[Opening Information supplied section]

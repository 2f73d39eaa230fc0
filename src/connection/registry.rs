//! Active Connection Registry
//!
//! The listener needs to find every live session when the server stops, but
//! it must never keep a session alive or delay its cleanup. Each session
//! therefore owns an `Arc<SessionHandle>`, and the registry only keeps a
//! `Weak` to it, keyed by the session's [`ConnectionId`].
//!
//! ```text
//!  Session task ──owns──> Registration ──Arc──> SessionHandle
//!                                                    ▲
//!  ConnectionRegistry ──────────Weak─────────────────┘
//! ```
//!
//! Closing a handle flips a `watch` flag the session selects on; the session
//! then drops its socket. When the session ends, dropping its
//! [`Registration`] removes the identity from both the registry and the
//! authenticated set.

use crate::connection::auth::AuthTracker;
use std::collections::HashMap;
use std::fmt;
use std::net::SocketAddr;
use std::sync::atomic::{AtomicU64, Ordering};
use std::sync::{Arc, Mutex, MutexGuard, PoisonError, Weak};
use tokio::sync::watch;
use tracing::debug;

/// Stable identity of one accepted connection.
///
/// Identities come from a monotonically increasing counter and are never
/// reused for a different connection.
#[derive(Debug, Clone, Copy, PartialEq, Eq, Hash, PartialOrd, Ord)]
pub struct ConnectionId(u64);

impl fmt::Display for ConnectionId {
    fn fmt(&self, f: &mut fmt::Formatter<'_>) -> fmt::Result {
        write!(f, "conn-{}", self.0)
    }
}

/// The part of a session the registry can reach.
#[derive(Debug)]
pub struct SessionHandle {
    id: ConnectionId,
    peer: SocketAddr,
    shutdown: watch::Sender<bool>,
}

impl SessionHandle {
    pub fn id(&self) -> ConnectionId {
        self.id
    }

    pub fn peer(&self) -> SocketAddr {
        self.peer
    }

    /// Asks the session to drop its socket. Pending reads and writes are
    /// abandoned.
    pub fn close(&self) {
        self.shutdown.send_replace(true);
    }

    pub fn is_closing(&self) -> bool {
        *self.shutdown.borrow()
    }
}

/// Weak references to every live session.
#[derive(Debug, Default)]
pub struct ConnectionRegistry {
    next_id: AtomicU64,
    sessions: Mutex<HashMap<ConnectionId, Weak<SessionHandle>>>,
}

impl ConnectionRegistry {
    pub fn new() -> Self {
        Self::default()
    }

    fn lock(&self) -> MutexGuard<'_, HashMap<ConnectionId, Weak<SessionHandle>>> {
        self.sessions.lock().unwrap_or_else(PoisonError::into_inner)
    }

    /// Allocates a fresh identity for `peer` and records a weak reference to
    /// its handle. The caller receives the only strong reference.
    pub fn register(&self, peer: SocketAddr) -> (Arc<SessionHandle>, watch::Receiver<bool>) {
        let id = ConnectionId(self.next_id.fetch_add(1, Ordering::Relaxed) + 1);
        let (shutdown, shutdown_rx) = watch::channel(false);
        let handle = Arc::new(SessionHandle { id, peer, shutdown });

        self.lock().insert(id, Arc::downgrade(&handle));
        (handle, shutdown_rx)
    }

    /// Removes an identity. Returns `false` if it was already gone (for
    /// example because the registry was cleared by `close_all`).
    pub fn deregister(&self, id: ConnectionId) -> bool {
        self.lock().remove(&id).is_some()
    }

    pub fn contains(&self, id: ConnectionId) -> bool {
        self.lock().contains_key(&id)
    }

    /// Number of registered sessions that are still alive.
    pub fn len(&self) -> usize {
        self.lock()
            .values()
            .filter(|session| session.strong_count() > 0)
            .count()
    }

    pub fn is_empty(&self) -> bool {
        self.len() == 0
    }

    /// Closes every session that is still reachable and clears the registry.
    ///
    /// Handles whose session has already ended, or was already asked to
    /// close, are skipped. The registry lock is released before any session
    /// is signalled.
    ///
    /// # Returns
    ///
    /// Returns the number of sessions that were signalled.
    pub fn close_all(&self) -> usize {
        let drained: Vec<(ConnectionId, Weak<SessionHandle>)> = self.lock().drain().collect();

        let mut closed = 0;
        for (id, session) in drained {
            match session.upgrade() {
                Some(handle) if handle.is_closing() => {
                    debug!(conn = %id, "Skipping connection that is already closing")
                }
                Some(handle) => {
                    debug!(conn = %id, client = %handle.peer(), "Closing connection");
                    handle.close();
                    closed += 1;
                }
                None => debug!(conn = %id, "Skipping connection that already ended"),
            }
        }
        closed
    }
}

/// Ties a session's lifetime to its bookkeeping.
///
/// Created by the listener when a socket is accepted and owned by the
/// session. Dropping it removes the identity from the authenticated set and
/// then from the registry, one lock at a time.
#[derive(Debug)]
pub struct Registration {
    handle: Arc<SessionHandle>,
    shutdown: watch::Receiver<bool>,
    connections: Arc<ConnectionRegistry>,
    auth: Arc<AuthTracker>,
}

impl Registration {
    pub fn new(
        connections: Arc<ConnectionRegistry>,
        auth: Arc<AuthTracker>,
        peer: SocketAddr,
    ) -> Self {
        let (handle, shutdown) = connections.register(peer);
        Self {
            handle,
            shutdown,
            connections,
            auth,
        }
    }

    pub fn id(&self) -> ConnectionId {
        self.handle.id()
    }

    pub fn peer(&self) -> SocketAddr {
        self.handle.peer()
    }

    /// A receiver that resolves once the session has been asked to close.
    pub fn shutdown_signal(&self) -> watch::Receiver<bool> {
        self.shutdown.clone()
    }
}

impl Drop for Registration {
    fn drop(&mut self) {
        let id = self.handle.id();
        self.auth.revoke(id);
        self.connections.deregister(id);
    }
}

[Closing Information supplied section]

▶ **Assignment**:
Gather all lines of the records that include the word "derive".

▶ **Answer space**:
#[derive(Debug, Clone, Copy, PartialEq, Eq, Hash, PartialOrd, Ord)]
#[derive(Debug)]
#[derive(Debug, Default)]
#[derive(Debug)]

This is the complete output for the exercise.